Melahirkan Imam Al-Ghazali Milenial dengan Bantuan Pendidikan | YDSF

12 Juli 2020

Pendidikan dalam Islam tidak hanya penting, tapi juga wajib. Terutama yang berkaitan dengan amaliah sehari-hari. Seperti cara wudu, salat, atau membaca Al-Qur’an. Muslim yang sengaja tidak memerhatikan pendidikan, berarti dia mengabaikan kewajiban.

Rasulullah saw. bersabda,

طَلَبُ الْعِلْمِ فَرِيْضَةٌ عَلى كُلِّ مُسْلِمٍ

“Mencari ilmu itu wajib bagi setiap orang Islam.” (HR. Imam al-Baihaqi)

Menurut Imam al-Baidhawi sebagaimana dikutip Syaikh al-Mubarakfuri dalam kitabnya, Mir’ah al-Mafatih, bahwa ilmu yang wajib dipelajari adalah ilmu pengetahuan yang memang tidak mungkin terlepas dari orang Islam.

Dengan kata lain, orang Islam harus mengetahui hal tersebut. Contohnya, seperti mengetahui Sang Pencipta, mengetahui kenabian Nabi Muhammad, hingga cara salat. Mempelajari semua ini adalah fardhu ‘ain (kewajiban untuk setiap individu).

Jika kita membaca hadist lain, maka mencari ilmu tidak hanya terbatas pada ilmu ibadah saja. Akan tetapi, juga mecankup pada ilmu keduniaan yang kita butuhkan. Misalnya, ilmu administrasi, ilmu komputer, dan ilmu-ilmu yang lain.

Sebab, Rasulullah juga menyuruh para sahabatnya untuk belajar tulis-menulis. Sebagaimana dalam Sahih Bukhari, Rasulullah pernah menyuruh sahabat Zaid bin Tsabit untuk belajar tulisan orang-orang Yahudi. Sahabat Zaid pun belajar dengan tekun.

Ketika Rasulullah saw. mendapat kiriman tulisan dari orang-orang Yahudi, maka Zaid bin Tsabit yang membacakannya.

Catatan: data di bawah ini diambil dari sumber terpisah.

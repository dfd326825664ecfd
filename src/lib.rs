//! Persistent client-side cache and sync layer for the Dusk Meridian game
//! client.

pub mod api;
pub mod cache;
pub mod codex;
pub mod config;
pub mod screen;
pub mod services;
pub mod settlement;

pub use services::CacheServices;
use color_eyre::{eyre::eyre, Result};
use serde::Deserialize;
use std::path::{Path, PathBuf};
use std::time::Duration;

use crate::cache::TtlPolicy;
use crate::settlement::MissingFieldPolicy;

#[derive(Debug, Clone, Default, Deserialize)]
pub struct Config {
  /// Cache database location (defaults to the XDG data directory)
  pub database_path: Option<PathBuf>,
  #[serde(default)]
  pub api: ApiConfig,
  #[serde(default)]
  pub ttl: TtlPolicy,
  #[serde(default)]
  pub screen: ScreenConfig,
  #[serde(default)]
  pub diff: DiffConfig,
}

#[derive(Debug, Clone, Deserialize)]
pub struct ApiConfig {
  pub base_url: String,
  /// Request timeout; the cache layer adds none of its own
  #[serde(default = "default_timeout_secs")]
  pub timeout_secs: u64,
}

fn default_timeout_secs() -> u64 {
  30
}

impl Default for ApiConfig {
  fn default() -> Self {
    Self {
      base_url: "http://localhost:5105/api/".to_string(),
      timeout_secs: default_timeout_secs(),
    }
  }
}

#[derive(Debug, Clone, Copy, Deserialize, PartialEq, Eq)]
#[serde(default)]
pub struct ScreenConfig {
  /// How often live character positions are polled
  pub poll_interval_secs: u64,
  /// How long the "layout updated" indicator stays on
  pub indicator_clear_ms: u64,
}

impl Default for ScreenConfig {
  fn default() -> Self {
    Self {
      poll_interval_secs: 10,
      indicator_clear_ms: 2_000,
    }
  }
}

impl ScreenConfig {
  pub fn poll_interval(&self) -> Duration {
    // A zero period would make tokio's interval panic
    Duration::from_secs(self.poll_interval_secs.max(1))
  }

  pub fn indicator_clear(&self) -> Duration {
    Duration::from_millis(self.indicator_clear_ms)
  }
}

#[derive(Debug, Clone, Copy, Default, Deserialize)]
pub struct DiffConfig {
  /// Whether a coordinate missing from a fresh building counts as a change
  #[serde(default)]
  pub missing_fields: MissingFieldPolicy,
}

impl Config {
  /// Load configuration from file.
  ///
  /// Search order:
  /// 1. Explicit path if provided
  /// 2. ./meridian-cache.yaml (current directory)
  /// 3. $XDG_CONFIG_HOME/meridian-cache/config.yaml
  ///
  /// Without any file the defaults are used.
  pub fn load(explicit_path: Option<&Path>) -> Result<Self> {
    let path = if let Some(p) = explicit_path {
      if p.exists() {
        Some(p.to_path_buf())
      } else {
        return Err(eyre!("Config file not found: {}", p.display()));
      }
    } else {
      Self::find_config_file()
    };

    match path {
      Some(p) => Self::load_from_path(&p),
      None => Ok(Self::default()),
    }
  }

  fn find_config_file() -> Option<PathBuf> {
    // Check current directory
    let local = PathBuf::from("meridian-cache.yaml");
    if local.exists() {
      return Some(local);
    }

    // Check XDG config directory
    if let Some(config_dir) = dirs::config_dir() {
      let xdg_path = config_dir.join("meridian-cache").join("config.yaml");
      if xdg_path.exists() {
        return Some(xdg_path);
      }
    }

    None
  }

  fn load_from_path(path: &Path) -> Result<Self> {
    let contents = std::fs::read_to_string(path)
      .map_err(|e| eyre!("Failed to read config file {}: {}", path.display(), e))?;

    Self::parse(&contents)
      .map_err(|e| eyre!("Failed to parse config file {}: {}", path.display(), e))
  }

  fn parse(contents: &str) -> Result<Self> {
    serde_yaml::from_str(contents).map_err(|e| eyre!("{}", e))
  }

  /// Directory for the database and log files.
  pub fn data_dir() -> Result<PathBuf> {
    dirs::data_dir()
      .or_else(|| dirs::home_dir().map(|p| p.join(".local/share")))
      .map(|p| p.join("meridian-cache"))
      .ok_or_else(|| eyre!("Could not determine data directory"))
  }
}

Atau beliau ingin mengirim surat kepada orang-orang Yahudi, maka Zaid bin Tsabit yang menuliskannya.

Selain itu, ketika perang Badar selesai dan umat Islam menang, Rasulullah melepaskan para tawanan. Tapi, dengan syarat membayar tebusan. Jika mereka tidak memiliki uang, maka bisa mengajari anak-anak Madinah untuk menulis. Setiap orang mendapat tanggung jawab sepuluh anak. Ketika anak-anak Madinah itu bisa menulis, maka hal itu menjadi tebusannya.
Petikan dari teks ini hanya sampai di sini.